Stored dataset items

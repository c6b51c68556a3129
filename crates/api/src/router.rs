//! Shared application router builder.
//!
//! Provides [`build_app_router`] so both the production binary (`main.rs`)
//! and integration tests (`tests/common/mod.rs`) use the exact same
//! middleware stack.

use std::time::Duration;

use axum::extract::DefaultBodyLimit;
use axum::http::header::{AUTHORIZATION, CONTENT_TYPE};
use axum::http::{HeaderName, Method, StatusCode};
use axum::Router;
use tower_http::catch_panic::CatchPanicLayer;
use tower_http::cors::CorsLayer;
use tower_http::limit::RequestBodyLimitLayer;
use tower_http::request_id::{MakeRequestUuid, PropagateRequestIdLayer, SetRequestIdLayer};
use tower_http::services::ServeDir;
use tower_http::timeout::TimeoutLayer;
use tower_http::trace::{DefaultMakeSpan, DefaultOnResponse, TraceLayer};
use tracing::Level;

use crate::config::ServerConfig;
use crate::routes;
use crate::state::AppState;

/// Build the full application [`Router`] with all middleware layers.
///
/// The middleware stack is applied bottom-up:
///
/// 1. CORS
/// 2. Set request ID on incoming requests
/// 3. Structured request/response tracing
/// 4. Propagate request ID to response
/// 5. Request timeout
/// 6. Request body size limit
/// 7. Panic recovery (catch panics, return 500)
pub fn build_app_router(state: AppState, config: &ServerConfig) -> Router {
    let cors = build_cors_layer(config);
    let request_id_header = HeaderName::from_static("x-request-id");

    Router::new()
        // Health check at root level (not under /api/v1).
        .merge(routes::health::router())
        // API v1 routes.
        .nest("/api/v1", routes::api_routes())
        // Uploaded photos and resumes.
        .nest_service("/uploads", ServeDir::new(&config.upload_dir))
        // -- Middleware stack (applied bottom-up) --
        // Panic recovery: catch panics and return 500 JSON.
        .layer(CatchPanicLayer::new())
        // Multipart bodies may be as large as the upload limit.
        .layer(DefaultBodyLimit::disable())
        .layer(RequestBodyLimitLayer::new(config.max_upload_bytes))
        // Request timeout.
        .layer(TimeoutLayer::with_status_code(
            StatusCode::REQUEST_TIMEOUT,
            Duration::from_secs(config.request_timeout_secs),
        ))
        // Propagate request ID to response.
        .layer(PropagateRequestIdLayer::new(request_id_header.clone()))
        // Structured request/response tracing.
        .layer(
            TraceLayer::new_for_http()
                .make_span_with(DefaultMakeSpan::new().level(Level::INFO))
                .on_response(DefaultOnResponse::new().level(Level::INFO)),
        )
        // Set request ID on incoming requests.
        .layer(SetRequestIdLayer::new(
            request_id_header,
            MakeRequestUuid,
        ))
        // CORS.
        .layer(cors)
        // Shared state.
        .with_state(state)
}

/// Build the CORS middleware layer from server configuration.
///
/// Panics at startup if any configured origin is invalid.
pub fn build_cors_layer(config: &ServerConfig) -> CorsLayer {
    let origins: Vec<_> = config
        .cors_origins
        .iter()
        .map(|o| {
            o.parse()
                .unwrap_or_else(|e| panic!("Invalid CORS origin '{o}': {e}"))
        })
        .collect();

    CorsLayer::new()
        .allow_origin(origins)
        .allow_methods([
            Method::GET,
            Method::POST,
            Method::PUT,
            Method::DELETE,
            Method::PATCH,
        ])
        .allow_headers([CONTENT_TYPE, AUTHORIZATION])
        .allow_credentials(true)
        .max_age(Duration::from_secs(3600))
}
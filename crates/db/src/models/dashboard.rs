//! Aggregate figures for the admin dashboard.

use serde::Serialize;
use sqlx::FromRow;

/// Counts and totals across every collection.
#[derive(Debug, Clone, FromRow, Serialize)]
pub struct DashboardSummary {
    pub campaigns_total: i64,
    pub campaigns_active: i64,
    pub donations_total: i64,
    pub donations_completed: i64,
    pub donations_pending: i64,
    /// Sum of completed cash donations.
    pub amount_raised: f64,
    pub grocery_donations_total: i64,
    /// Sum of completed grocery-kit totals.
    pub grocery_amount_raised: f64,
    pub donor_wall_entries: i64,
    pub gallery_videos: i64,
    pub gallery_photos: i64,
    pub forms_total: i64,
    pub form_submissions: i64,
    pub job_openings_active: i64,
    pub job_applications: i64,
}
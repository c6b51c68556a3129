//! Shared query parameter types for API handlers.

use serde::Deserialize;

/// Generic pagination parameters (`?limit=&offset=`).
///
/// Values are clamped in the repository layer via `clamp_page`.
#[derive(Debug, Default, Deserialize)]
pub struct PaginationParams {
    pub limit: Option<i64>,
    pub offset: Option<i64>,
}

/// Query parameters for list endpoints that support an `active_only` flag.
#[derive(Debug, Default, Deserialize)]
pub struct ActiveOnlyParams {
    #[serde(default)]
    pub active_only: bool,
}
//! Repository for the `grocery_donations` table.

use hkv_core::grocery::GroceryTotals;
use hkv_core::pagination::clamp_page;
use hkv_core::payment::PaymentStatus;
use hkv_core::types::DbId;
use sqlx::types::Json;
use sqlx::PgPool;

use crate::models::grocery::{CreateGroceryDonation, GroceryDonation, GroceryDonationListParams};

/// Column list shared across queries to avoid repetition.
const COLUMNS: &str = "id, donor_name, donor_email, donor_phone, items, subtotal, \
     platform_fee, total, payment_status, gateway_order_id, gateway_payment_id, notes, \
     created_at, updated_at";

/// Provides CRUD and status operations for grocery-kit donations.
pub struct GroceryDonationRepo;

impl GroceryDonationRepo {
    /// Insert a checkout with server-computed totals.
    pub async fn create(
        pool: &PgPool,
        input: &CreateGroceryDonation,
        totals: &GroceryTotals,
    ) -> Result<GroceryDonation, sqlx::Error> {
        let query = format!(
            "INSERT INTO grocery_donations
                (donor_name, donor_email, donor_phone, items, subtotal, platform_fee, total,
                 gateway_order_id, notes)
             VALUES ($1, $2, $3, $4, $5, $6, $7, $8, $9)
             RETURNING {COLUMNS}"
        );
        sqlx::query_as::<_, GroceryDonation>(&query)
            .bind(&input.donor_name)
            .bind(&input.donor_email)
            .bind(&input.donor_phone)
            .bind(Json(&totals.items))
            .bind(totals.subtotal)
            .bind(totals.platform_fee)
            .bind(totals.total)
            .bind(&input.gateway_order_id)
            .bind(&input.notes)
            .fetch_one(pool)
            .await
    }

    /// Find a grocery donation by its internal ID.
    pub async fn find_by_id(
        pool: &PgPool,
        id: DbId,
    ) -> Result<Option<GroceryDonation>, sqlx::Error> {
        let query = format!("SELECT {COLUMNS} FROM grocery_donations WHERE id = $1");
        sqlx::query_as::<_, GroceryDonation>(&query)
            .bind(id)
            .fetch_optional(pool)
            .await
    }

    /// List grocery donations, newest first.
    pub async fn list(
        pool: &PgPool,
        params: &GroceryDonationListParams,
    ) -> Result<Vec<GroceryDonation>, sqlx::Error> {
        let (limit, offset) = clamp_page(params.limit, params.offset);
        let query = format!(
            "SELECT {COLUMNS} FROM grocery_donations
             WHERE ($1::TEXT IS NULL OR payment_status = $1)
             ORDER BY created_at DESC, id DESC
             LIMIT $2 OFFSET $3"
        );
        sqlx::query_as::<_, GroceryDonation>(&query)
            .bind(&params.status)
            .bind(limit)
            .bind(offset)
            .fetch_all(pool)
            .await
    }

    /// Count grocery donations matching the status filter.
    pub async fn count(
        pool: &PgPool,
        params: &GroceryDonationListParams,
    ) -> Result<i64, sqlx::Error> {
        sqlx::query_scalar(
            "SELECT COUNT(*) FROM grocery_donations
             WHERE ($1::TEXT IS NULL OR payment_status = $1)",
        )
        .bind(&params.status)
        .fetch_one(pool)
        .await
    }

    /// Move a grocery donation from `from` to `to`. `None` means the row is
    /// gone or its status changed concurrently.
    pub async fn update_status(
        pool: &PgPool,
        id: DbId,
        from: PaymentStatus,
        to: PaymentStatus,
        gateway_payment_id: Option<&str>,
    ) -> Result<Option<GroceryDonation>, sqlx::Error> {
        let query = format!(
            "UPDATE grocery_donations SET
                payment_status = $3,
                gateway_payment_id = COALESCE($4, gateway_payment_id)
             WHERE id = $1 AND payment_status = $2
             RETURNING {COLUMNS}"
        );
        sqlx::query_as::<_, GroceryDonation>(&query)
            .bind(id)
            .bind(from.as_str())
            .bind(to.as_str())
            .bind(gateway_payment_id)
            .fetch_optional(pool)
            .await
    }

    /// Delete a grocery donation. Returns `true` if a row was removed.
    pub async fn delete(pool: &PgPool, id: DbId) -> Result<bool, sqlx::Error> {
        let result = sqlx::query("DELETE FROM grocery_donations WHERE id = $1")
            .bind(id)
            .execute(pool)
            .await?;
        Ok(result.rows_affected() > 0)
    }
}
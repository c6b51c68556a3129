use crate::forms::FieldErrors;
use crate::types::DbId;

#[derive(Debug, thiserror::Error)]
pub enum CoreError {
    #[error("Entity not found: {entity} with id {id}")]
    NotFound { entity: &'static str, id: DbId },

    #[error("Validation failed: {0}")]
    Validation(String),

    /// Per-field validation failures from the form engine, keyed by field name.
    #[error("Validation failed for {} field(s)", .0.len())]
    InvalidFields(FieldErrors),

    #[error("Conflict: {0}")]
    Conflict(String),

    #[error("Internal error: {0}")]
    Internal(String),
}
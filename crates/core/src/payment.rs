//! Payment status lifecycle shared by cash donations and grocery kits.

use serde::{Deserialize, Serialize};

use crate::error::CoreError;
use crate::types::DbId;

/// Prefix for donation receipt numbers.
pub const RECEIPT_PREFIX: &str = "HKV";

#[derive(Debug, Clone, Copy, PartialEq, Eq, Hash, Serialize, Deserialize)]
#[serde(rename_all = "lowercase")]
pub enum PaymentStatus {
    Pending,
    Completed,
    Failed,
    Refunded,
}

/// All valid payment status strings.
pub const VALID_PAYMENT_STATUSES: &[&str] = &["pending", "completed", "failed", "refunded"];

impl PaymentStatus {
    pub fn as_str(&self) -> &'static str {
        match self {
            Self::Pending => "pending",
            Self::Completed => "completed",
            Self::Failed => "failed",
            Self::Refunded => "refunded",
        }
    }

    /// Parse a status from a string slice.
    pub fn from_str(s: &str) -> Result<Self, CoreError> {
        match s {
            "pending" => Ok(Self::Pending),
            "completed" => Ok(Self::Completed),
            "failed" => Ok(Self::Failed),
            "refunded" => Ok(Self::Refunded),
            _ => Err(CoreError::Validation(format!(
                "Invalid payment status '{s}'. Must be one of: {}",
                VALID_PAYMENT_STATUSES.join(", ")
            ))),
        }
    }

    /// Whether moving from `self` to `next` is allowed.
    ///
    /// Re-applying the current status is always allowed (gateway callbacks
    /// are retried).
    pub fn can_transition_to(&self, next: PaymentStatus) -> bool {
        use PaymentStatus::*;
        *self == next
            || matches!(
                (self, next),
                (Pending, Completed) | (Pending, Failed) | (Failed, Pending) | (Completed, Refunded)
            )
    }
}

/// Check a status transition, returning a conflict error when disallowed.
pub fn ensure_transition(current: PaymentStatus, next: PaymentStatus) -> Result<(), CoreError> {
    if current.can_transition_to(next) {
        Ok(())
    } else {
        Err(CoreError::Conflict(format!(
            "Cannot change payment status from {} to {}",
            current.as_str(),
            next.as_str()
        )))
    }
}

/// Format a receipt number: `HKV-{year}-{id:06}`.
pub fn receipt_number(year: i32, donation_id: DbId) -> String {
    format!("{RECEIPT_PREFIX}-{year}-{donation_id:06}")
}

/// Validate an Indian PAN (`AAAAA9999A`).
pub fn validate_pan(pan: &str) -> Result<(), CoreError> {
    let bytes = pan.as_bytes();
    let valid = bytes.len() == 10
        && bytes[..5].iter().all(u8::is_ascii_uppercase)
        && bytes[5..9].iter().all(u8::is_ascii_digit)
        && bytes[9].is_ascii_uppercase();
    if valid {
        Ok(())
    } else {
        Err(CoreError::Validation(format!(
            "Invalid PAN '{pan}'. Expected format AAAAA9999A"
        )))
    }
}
...
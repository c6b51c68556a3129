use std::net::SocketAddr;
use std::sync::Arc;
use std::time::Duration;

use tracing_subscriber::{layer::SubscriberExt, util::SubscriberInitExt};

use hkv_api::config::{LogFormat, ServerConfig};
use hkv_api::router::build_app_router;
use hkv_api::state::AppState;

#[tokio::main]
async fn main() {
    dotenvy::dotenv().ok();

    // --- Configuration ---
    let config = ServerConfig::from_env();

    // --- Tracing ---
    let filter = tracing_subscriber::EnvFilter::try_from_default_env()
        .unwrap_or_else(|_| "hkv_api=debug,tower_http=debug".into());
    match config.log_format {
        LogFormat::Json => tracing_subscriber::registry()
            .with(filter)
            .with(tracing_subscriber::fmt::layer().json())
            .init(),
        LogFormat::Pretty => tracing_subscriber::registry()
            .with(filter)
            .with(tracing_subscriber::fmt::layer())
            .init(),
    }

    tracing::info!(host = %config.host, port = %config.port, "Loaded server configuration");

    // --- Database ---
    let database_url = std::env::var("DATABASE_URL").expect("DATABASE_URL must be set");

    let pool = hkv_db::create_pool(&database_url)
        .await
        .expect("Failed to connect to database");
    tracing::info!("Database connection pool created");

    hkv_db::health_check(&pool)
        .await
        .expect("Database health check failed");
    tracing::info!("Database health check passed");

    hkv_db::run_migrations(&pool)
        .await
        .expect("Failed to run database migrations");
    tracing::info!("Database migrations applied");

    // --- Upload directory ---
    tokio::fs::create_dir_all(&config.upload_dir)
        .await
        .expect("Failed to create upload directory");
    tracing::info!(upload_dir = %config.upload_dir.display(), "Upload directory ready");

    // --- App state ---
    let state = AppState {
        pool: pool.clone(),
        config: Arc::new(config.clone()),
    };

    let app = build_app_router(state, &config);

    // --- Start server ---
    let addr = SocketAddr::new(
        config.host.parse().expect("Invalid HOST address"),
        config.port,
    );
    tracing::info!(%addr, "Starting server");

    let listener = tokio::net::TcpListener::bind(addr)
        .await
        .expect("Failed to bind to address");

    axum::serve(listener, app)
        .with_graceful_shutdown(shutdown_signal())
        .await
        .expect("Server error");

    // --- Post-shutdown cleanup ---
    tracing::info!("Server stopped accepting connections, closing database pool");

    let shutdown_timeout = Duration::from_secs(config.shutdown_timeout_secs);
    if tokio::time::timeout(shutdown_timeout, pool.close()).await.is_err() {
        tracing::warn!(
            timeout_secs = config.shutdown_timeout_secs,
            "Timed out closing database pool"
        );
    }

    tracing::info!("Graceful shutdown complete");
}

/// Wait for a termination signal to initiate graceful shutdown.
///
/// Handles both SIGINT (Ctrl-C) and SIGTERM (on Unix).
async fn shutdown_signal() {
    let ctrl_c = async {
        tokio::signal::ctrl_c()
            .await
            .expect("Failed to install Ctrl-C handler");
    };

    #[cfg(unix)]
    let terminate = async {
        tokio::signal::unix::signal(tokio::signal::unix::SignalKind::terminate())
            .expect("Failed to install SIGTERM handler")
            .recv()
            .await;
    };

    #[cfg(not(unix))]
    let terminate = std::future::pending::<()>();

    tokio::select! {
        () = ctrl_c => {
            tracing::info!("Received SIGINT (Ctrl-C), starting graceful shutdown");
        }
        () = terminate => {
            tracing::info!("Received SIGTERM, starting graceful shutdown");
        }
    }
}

▶ [WORK TO BE COMPLETED]:
Pick out, from the lines above, every one that contains the string "SetRequestIdLayer".

▶ [EXPECTED ANSWER]:
use tower_http::request_id::{MakeRequestUuid, PropagateRequestIdLayer, SetRequestIdLayer};
        .layer(SetRequestIdLayer::new(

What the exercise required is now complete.